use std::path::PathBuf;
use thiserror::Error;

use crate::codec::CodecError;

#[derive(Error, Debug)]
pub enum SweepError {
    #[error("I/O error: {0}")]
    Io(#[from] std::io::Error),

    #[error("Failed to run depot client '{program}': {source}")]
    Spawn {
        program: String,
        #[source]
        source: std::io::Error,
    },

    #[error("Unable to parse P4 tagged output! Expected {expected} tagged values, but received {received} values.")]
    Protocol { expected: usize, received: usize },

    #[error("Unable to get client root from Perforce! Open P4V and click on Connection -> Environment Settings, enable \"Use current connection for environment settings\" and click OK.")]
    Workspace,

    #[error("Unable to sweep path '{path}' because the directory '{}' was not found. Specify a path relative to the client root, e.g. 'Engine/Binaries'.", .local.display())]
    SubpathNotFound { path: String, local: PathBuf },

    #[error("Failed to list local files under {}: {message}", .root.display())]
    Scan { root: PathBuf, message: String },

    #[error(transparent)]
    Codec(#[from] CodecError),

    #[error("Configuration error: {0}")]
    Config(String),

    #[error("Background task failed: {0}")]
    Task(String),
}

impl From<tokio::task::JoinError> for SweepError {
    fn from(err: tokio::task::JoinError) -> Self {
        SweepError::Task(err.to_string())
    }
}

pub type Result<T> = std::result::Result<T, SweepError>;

* * * * * * *

EXERCISE BRIEF:
Within the material above, output exactly the lines from the one with "#[error(transparent)]" through the one with "fn from(err: tokio::task::JoinError)", end lines included, and nothing besides.

TASK ANSWER:
    #[error(transparent)]
    Codec(#[from] CodecError),

    #[error("Configuration error: {0}")]
    Config(String),

    #[error("Background task failed: {0}")]
    Task(String),
}

impl From<tokio::task::JoinError> for SweepError {
    fn from(err: tokio::task::JoinError) -> Self {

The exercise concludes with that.